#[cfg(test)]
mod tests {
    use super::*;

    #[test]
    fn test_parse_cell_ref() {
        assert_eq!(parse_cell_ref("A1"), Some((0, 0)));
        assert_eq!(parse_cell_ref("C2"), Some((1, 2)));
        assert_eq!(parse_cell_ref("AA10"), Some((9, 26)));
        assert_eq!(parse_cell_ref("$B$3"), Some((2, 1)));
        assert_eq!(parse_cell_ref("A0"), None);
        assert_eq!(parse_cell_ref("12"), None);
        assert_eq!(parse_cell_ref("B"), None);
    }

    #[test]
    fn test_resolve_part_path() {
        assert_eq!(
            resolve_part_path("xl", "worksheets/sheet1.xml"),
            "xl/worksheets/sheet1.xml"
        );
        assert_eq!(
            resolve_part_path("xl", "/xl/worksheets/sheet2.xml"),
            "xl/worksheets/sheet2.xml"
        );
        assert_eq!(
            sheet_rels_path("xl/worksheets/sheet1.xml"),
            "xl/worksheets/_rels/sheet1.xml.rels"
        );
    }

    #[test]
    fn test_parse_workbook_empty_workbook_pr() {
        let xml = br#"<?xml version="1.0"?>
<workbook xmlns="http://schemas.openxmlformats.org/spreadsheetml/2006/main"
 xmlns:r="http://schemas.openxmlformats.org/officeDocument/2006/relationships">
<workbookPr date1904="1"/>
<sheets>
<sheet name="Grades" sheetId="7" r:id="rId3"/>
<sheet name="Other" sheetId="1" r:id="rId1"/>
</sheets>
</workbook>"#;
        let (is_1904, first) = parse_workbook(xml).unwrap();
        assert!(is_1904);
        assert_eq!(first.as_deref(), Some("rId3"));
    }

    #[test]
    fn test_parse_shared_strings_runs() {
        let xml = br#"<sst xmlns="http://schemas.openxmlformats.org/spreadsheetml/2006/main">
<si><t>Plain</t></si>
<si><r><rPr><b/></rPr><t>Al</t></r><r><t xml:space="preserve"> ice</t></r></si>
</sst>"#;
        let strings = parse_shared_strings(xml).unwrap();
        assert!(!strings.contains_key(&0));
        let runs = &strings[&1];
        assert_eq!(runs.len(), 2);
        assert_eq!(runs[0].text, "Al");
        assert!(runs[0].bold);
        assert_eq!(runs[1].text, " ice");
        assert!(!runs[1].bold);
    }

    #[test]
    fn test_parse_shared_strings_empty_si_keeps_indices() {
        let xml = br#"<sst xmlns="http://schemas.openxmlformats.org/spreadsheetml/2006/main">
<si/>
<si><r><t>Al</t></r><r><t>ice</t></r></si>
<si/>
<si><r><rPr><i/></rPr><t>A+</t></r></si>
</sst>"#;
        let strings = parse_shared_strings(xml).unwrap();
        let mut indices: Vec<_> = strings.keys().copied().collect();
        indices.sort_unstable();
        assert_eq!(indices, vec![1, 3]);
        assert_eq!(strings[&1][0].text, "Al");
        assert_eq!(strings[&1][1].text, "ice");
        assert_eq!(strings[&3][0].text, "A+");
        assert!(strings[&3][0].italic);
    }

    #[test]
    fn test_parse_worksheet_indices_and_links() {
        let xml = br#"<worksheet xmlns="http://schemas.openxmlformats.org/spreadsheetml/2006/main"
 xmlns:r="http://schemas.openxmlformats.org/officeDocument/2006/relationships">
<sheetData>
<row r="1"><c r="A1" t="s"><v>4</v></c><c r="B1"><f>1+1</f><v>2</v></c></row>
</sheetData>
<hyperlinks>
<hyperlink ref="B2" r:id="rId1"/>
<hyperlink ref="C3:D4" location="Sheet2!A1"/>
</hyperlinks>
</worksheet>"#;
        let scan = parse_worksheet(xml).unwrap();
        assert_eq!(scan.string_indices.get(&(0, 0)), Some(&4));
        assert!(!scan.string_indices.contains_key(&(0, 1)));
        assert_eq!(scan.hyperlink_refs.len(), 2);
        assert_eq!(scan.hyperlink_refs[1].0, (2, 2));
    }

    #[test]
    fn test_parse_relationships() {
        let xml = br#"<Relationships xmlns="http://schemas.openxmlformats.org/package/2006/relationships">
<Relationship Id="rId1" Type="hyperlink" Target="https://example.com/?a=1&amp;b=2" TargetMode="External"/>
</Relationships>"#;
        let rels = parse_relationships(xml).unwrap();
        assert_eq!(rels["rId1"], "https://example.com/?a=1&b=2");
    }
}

#####

**PROBLEM TO WORK ON**
Count of lines with the string "text" in the material above: give that number only.

**FINISHED TASK**
5